Sir Charles Kao added to Oxford Dictionary of National Biography
General / Fri 11th Mar 2022 at 09:12am
THE latest update of the Oxford Dictionary of National Biography was published on Thursday 10 March 2022 and added biographies of 243 men and women who left their mark on the UK, and who died in the year 2018.
· Shanghai-born electrical engineer and physicist Sir Charles Kao won the Nobel prize in physics in 2009 for his work on fibre optics, initiated in the laboratories of Standard Telephones and Cables in Harlow in the 1960s, which revolutionised the telecommunications industry and made possible cable television and fibre-optic broadband.
· Beth Chatto, born in in Good Easter, near Chelmsford, was widely acclaimed as one of the leading plantswomen and garden designers of her generation, drawing on her knowledge of plants from around the world to underpin her mantra of ‘the right plant in the right place’: her garden at Elmstead Market included gravel and scree gardens.

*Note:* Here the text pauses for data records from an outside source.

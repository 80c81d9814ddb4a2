mod common;

use std::fs;

use pollen_classifier::features::create;
use pollen_classifier::metrics::{accuracy, confusion_matrix, recognition_rates};
use pollen_classifier::{
    class_label, extract_features, load_model, predict_labels, save_predictions, train_classifier,
    ClassifierKind, ClassifierParams, Dataset, DatasetError, FeatureId, ModelRecord, CLASS_NAMES,
};

use common::{gradient_image, init, solid_image, write_manifest};

fn write_pollen_dataset(dir: &std::path::Path) {
    for i in 0..3u8 {
        gradient_image(dir, &format!("alnus_{i}.png"), 8, 8, i);
        solid_image(dir, &format!("betula_{i}.png"), 8, 8, 100 + i);
        let path = gradient_image(dir, &format!("salix_{i}.png"), 8, 8, 2 * i);
        let mut image = image::open(&path).unwrap().to_luma8();
        image::imageops::flip_horizontal_in_place(&mut image);
        image.save(&path).unwrap();
    }
    let train: Vec<(String, &str)> = (0..3)
        .flat_map(|i| {
            [
                (format!("alnus_{i}.png"), "alnus"),
                (format!("betula_{i}.png"), "betula"),
                (format!("salix_{i}.png"), "salix"),
            ]
        })
        .collect();
    let rows: Vec<(&str, &str)> = train.iter().map(|(image, label)| (image.as_str(), *label)).collect();
    write_manifest(dir, "train", &rows);
    write_manifest(dir, "test", &[("salix_1.png", "salix"), ("alnus_2.png", "alnus")]);
}

#[test]
fn test_perfect_training_accuracy_matches_labels() -> Result<(), Box<dyn std::error::Error>> {
    init();
    let dir = tempfile::tempdir()?;
    write_pollen_dataset(dir.path());
    let dataset = Dataset::load(dir.path(), "train")?.with_image_size(None);
    let extractor = create(FeatureId::GreyLevels);
    let (features, labels) = extract_features(&dataset, extractor.as_ref())?;

    let mut classifier = ClassifierParams::default().build(0)?;
    train_classifier(classifier.as_mut(), features.view(), labels.view())?;
    let predicted = predict_labels(classifier.as_ref(), features.view())?;

    let matrix = confusion_matrix(labels.view(), predicted.view(), CLASS_NAMES.len())?;
    assert_eq!(accuracy(matrix.view())?, 1.0);
    assert_eq!(predicted, labels);
    let rates = recognition_rates(matrix.view())?;
    for label in [class_label("alnus")?, class_label("betula")?, class_label("salix")?] {
        assert_eq!(rates[label as usize], 1.0);
    }
    Ok(())
}

#[test]
fn test_train_save_test_cycle() -> Result<(), Box<dyn std::error::Error>> {
    init();
    let dir = tempfile::tempdir()?;
    write_pollen_dataset(dir.path());
    let train = Dataset::load(dir.path(), "train")?.with_image_size(Some((6, 6)));
    let extractor = create(FeatureId::LbpHistogram);
    let (features, labels) = extract_features(&train, extractor.as_ref())?;

    let params = ClassifierParams {
        kind: ClassifierKind::RTrees,
        ..ClassifierParams::default()
    };
    let mut classifier = params.build(99)?;
    train_classifier(classifier.as_mut(), features.view(), labels.view())?;
    let model_path = dir.path().join("model.json");
    ModelRecord::new(classifier.as_ref(), extractor.as_ref())
        .with_random_seed(99)
        .save(&model_path)?;

    let model = load_model(&model_path)?;
    let test = Dataset::load(dir.path(), "test")?.with_image_size(Some((6, 6)));
    let (test_features, _) = extract_features(&test, model.extractor.as_ref())?;
    let predicted = predict_labels(model.classifier.as_ref(), test_features.view())?;
    assert_eq!(
        predicted,
        predict_labels(classifier.as_ref(), test_features.view())?
    );

    let predictions_path = dir.path().join("predictions.csv");
    save_predictions(&test, &predicted, &predictions_path, Some(&["sample", "species"][..]))?;
    let text = fs::read_to_string(&predictions_path)?;
    let lines: Vec<&str> = text.lines().collect();
    assert_eq!(lines.len(), 3);
    assert_eq!(lines[0], "sample,species");
    assert!(lines[1].starts_with("salix_1.png,"));
    assert!(lines[2].starts_with("alnus_2.png,"));
    Ok(())
}

#[test]
fn test_unknown_label_in_manifest() -> Result<(), Box<dyn std::error::Error>> {
    init();
    let dir = tempfile::tempdir()?;
    write_manifest(dir.path(), "bad", &[("x.png", "Alnus")]);
    let result = Dataset::load(dir.path(), "bad");
    assert!(matches!(result, Err(DatasetError::UnknownLabel(name)) if name == "Alnus"));
    Ok(())
}
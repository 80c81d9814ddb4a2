//! Trainable classifiers and their persisted form.
//!
//! Three families implement [`StatModel`]: [`KNearest`], [`Svm`] and
//! [`RTrees`]. Every instance reports its own [`ClassifierKind`], which is
//! stored under the `classifier_type` tag next to the family's native state
//! so that a model file can be turned back into the right family without
//! knowing in advance which one trained it.

use std::fmt;
use std::path::Path;

use log::info;
use ndarray::{Array1, ArrayView1, ArrayView2};

use crate::model_file::{ModelFile, CLASSIFIER_MODEL_TAG, CLASSIFIER_TYPE_TAG};

mod error;
pub mod knn;
pub mod rtrees;
pub mod svm;

pub use error::ClassifierError;
pub use knn::KNearest;
pub use rtrees::{RTrees, RTreesParams};
pub use svm::{Svm, SvmKernel, SvmParams};

/// Classifier family discriminator, persisted as an integer.
#[derive(Debug, Clone, Copy, PartialEq, Eq, Hash)]
pub enum ClassifierKind {
    KNearest = 0,
    Svm = 1,
    RTrees = 2,
}

impl ClassifierKind {
    pub const ALL: [ClassifierKind; 3] = [
        ClassifierKind::KNearest,
        ClassifierKind::Svm,
        ClassifierKind::RTrees,
    ];

    pub fn from_id(id: i64) -> Result<Self, ClassifierError> {
        Self::ALL
            .into_iter()
            .find(|kind| kind.id() == id)
            .ok_or(ClassifierError::UnknownId(id))
    }

    pub fn id(self) -> i64 {
        self as i64
    }

    pub fn name(self) -> &'static str {
        match self {
            ClassifierKind::KNearest => "K-NN",
            ClassifierKind::Svm => "SVM",
            ClassifierKind::RTrees => "RTrees",
        }
    }
}

impl fmt::Display for ClassifierKind {
    fn fmt(&self, f: &mut fmt::Formatter<'_>) -> fmt::Result {
        f.write_str(self.name())
    }
}

/// A classifier trained once on a feature matrix and frozen afterwards.
pub trait StatModel: fmt::Debug {
    /// The family this instance belongs to.
    fn kind(&self) -> ClassifierKind;

    /// Fits the model on one feature row per sample and one label per row.
    fn train(&mut self, samples: ArrayView2<f32>, labels: ArrayView1<i32>) -> Result<(), ClassifierError>;

    fn is_trained(&self) -> bool;

    /// Checks that restored state is consistent enough to predict with.
    fn validate(&self) -> Result<(), ClassifierError>;

    /// Predicts one class label per row of `samples`.
    fn predict(&self, samples: ArrayView2<f32>) -> Result<Array1<i32>, ClassifierError>;

    /// One-line summary of the hyperparameters.
    fn describe(&self) -> String;

    /// Native state, stored under the `classifier_model` tag.
    fn to_blob(&self) -> Result<serde_json::Value, ClassifierError>;
}

/// Hyperparameters of every family, and which family to build.
#[derive(Debug, Clone, Copy, PartialEq)]
pub struct ClassifierParams {
    pub kind: ClassifierKind,
    pub knn_k: usize,
    pub svm: SvmParams,
    pub rtrees: RTreesParams,
}

impl Default for ClassifierParams {
    fn default() -> Self {
        Self {
            kind: ClassifierKind::KNearest,
            knn_k: 1,
            svm: SvmParams::default(),
            rtrees: RTreesParams::default(),
        }
    }
}

impl ClassifierParams {
    /// Creates an untrained classifier of the selected family.
    ///
    /// # Arguments
    /// * `seed` - Seeds the randomized families (SVM, RTrees)
    ///
    /// # Returns
    /// * `Result<Box<dyn StatModel>, ClassifierError>` - The classifier, or
    ///   `InvalidParams` if a hyperparameter is out of range
    pub fn build(&self, seed: u64) -> Result<Box<dyn StatModel>, ClassifierError> {
        let classifier: Box<dyn StatModel> = match self.kind {
            ClassifierKind::KNearest => Box::new(KNearest::new(self.knn_k)?),
            ClassifierKind::Svm => Box::new(Svm::new(self.svm, seed)?),
            ClassifierKind::RTrees => Box::new(RTrees::new(self.rtrees, seed)?),
        };
        info!("Using a {}", classifier.describe());
        Ok(classifier)
    }
}

/// Trains `classifier` and checks that it reports itself trained.
pub fn train_classifier(
    classifier: &mut dyn StatModel,
    samples: ArrayView2<f32>,
    labels: ArrayView1<i32>,
) -> Result<(), ClassifierError> {
    info!(
        "Training a {} classifier on {} samples with {} features",
        classifier.kind(),
        samples.nrows(),
        samples.ncols()
    );
    classifier.train(samples, labels)?;
    if !classifier.is_trained() {
        return Err(ClassifierError::Training(format!(
            "the {} classifier did not report itself trained",
            classifier.kind()
        )));
    }
    Ok(())
}

/// Predicts one label per row of `samples` with a trained classifier.
pub fn predict_labels(
    classifier: &dyn StatModel,
    samples: ArrayView2<f32>,
) -> Result<Array1<i32>, ClassifierError> {
    if !classifier.is_trained() {
        return Err(ClassifierError::NotTrained);
    }
    let predictions = classifier.predict(samples)?;
    if predictions.len() != samples.nrows() {
        return Err(ClassifierError::Training(format!(
            "{} predictions for {} samples",
            predictions.len(),
            samples.nrows()
        )));
    }
    Ok(predictions)
}

/// Writes the classifier's native state and its type tag into `file`.
pub fn save_classifier_model(classifier: &dyn StatModel, file: &mut ModelFile) -> Result<(), ClassifierError> {
    if !classifier.is_trained() {
        return Err(ClassifierError::NotTrained);
    }
    file.set_value(CLASSIFIER_MODEL_TAG, classifier.to_blob()?);
    file.set_int(CLASSIFIER_TYPE_TAG, classifier.kind().id());
    Ok(())
}

/// Restores the classifier stored in `file`, dispatching on its type tag.
pub fn load_classifier_model(file: &ModelFile) -> Result<Box<dyn StatModel>, ClassifierError> {
    let kind = ClassifierKind::from_id(file.get_int(CLASSIFIER_TYPE_TAG)?)?;
    let classifier: Box<dyn StatModel> = match kind {
        ClassifierKind::KNearest => Box::new(file.get_blob::<KNearest>(CLASSIFIER_MODEL_TAG)?),
        ClassifierKind::Svm => Box::new(file.get_blob::<Svm>(CLASSIFIER_MODEL_TAG)?),
        ClassifierKind::RTrees => Box::new(file.get_blob::<RTrees>(CLASSIFIER_MODEL_TAG)?),
    };
    if !classifier.is_trained() {
        return Err(ClassifierError::NotTrained);
    }
    classifier.validate()?;
    info!("Loaded a {}", classifier.describe());
    Ok(classifier)
}

/// Restores the classifier stored in the model file at `path`.
pub fn load_classifier_model_from_file(path: impl AsRef<Path>) -> Result<Box<dyn StatModel>, ClassifierError> {
    load_classifier_model(&ModelFile::open(path)?)
}

/// Rejects empty, ragged or non-finite training input.
pub(crate) fn check_training_input(
    samples: ArrayView2<f32>,
    labels: ArrayView1<i32>,
) -> Result<(), ClassifierError> {
    if samples.nrows() == 0 || samples.ncols() == 0 {
        return Err(ClassifierError::InvalidInput(format!(
            "empty feature matrix ({}x{})",
            samples.nrows(),
            samples.ncols()
        )));
    }
    if samples.nrows() != labels.len() {
        return Err(ClassifierError::InvalidInput(format!(
            "{} feature rows but {} labels",
            samples.nrows(),
            labels.len()
        )));
    }
    if samples.iter().any(|value| !value.is_finite()) {
        return Err(ClassifierError::InvalidInput(
            "feature matrix contains non-finite values".to_string(),
        ));
    }
    Ok(())
}

pub(crate) fn check_prediction_input(samples: ArrayView2<f32>, features: usize) -> Result<(), ClassifierError> {
    if samples.ncols() != features {
        return Err(ClassifierError::InvalidInput(format!(
            "expected {} features per sample, got {}",
            features,
            samples.ncols()
        )));
    }
    Ok(())
}

/// Sorted distinct labels.
pub(crate) fn distinct_labels(labels: ArrayView1<i32>) -> Vec<i32> {
    let mut classes = labels.to_vec();
    classes.sort_unstable();
    classes.dedup();
    classes
}

#[cfg(test)]
mod tests {
    use super::*;
    use ndarray::array;

    #[test]
    fn test_kind_ids() {
        for (index, kind) in ClassifierKind::ALL.iter().enumerate() {
            assert_eq!(ClassifierKind::from_id(index as i64).unwrap(), *kind);
        }
        assert!(matches!(ClassifierKind::from_id(3), Err(ClassifierError::UnknownId(3))));
    }

    #[test]
    fn test_build_reports_family() {
        for kind in ClassifierKind::ALL {
            let params = ClassifierParams {
                kind,
                ..ClassifierParams::default()
            };
            let classifier = params.build(1).unwrap();
            assert_eq!(classifier.kind(), kind);
            assert!(!classifier.is_trained());
        }
        let params = ClassifierParams {
            knn_k: 0,
            ..ClassifierParams::default()
        };
        assert!(matches!(params.build(0), Err(ClassifierError::InvalidParams(_))));
    }

    #[test]
    fn test_training_input_checks() {
        let mut classifier = ClassifierParams::default().build(0).unwrap();
        let samples = array![[1.0f32, 2.0], [3.0, 4.0]];
        assert!(matches!(
            train_classifier(classifier.as_mut(), samples.view(), array![1].view()),
            Err(ClassifierError::InvalidInput(_))
        ));
        let empty = ndarray::Array2::<f32>::zeros((0, 2));
        assert!(matches!(
            train_classifier(classifier.as_mut(), empty.view(), ndarray::Array1::<i32>::zeros(0).view()),
            Err(ClassifierError::InvalidInput(_))
        ));
        let nan = array![[f32::NAN, 1.0]];
        assert!(matches!(
            train_classifier(classifier.as_mut(), nan.view(), array![0].view()),
            Err(ClassifierError::InvalidInput(_))
        ));
        assert!(matches!(
            predict_labels(classifier.as_ref(), samples.view()),
            Err(ClassifierError::NotTrained)
        ));
    }

    #[test]
    fn test_save_and_load_every_family() {
        let samples = array![[0.0f32, 0.0], [0.1, 0.2], [4.0, 4.0], [4.2, 3.9]];
        let labels = array![0, 0, 1, 1];
        for kind in ClassifierKind::ALL {
            let params = ClassifierParams {
                kind,
                ..ClassifierParams::default()
            };
            let mut classifier = params.build(5).unwrap();
            assert!(matches!(
                save_classifier_model(classifier.as_ref(), &mut ModelFile::new()),
                Err(ClassifierError::NotTrained)
            ));
            train_classifier(classifier.as_mut(), samples.view(), labels.view()).unwrap();
            let before = predict_labels(classifier.as_ref(), samples.view()).unwrap();

            let mut file = ModelFile::new();
            save_classifier_model(classifier.as_ref(), &mut file).unwrap();
            assert_eq!(file.get_int(CLASSIFIER_TYPE_TAG).unwrap(), kind.id());

            let restored = load_classifier_model(&file).unwrap();
            assert_eq!(restored.kind(), kind);
            assert_eq!(predict_labels(restored.as_ref(), samples.view()).unwrap(), before);
        }
    }

    fn trained_file(kind: ClassifierKind) -> ModelFile {
        let samples = array![[0.0f32, 0.0], [0.1, 0.2], [4.0, 4.0], [4.2, 3.9]];
        let params = ClassifierParams {
            kind,
            ..ClassifierParams::default()
        };
        let mut classifier = params.build(3).unwrap();
        train_classifier(classifier.as_mut(), samples.view(), array![0, 0, 1, 1].view()).unwrap();
        let mut file = ModelFile::new();
        save_classifier_model(classifier.as_ref(), &mut file).unwrap();
        file
    }

    fn assert_corrupt(file: &ModelFile) {
        assert!(matches!(
            load_classifier_model(file),
            Err(ClassifierError::Corrupt(_))
        ));
    }

    #[test]
    fn test_load_rejects_inconsistent_knn_state() {
        let mut file = trained_file(ClassifierKind::KNearest);
        let mut state = file.get_value(CLASSIFIER_MODEL_TAG).unwrap().clone();
        state["labels"] = serde_json::json!({"v": 1, "dim": [1], "data": [0]});
        file.set_value(CLASSIFIER_MODEL_TAG, state);
        assert_corrupt(&file);
    }

    #[test]
    fn test_load_rejects_inconsistent_svm_state() {
        let mut file = trained_file(ClassifierKind::Svm);
        let mut state = file.get_value(CLASSIFIER_MODEL_TAG).unwrap().clone();
        state["model"]["coefficients"] = serde_json::json!({"v": 1, "dim": [1, 1], "data": [1.0]});
        file.set_value(CLASSIFIER_MODEL_TAG, state);
        assert_corrupt(&file);
    }

    #[test]
    fn test_load_rejects_dangling_tree_nodes() {
        let mut file = trained_file(ClassifierKind::RTrees);
        let original = file.get_value(CLASSIFIER_MODEL_TAG).unwrap().clone();

        let mut state = original.clone();
        state["forest"]["trees"][0]["nodes"] = serde_json::json!([
            {"Split": {"feature": 0, "threshold": 0.5, "left": 7, "right": 8}}
        ]);
        file.set_value(CLASSIFIER_MODEL_TAG, state);
        assert_corrupt(&file);

        let mut state = original.clone();
        state["forest"]["trees"][0]["nodes"] = serde_json::json!([{"Leaf": {"class": 9}}]);
        file.set_value(CLASSIFIER_MODEL_TAG, state);
        assert_corrupt(&file);

        let mut state = original;
        state["forest"]["trees"][0]["nodes"] = serde_json::json!([
            {"Split": {"feature": 0, "threshold": 0.5, "left": 0, "right": 0}}
        ]);
        file.set_value(CLASSIFIER_MODEL_TAG, state);
        assert_corrupt(&file);
    }

    #[test]
    fn test_load_rejects_bad_type_tags() {
        assert!(matches!(
            load_classifier_model(&ModelFile::new()),
            Err(ClassifierError::ModelFile(_))
        ));
        let mut file = ModelFile::new();
        file.set_int(CLASSIFIER_TYPE_TAG, 7);
        assert!(matches!(
            load_classifier_model(&file),
            Err(ClassifierError::UnknownId(7))
        ));
        file.set_int(CLASSIFIER_TYPE_TAG, 0);
        file.set_int(CLASSIFIER_MODEL_TAG, 1);
        assert!(matches!(
            load_classifier_model(&file),
            Err(ClassifierError::ModelFile(_))
        ));
    }
}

· Sir Wilson Harris, the Guyanese-born poet, novelist, and essayist, who lived for more than thirty years in Chelmsford, was sometimes tipped for a Nobel prize. Readers tended to find his experimental and dream-like novels, many born from his experiences as a surveyor in the Guyanese rainforest interior, either exhilarating or unduly challenging.
· Born in Westcliff-on-Sea, the journalist Derek Ingram joined the Daily Express after war service in the navy but soon switched to the Daily Mail, then a relatively left-wing paper. He left to found Gemini News Service, a ground-breaking information service focusing on developing Commonwealth countries. He was widely acknowledged as the doyen of Commonwealth journalists, attending virtually every prime ministers’ meeting and becoming the go-to person for comment and analysis on Commonwealth developments, knowing many leaders personally.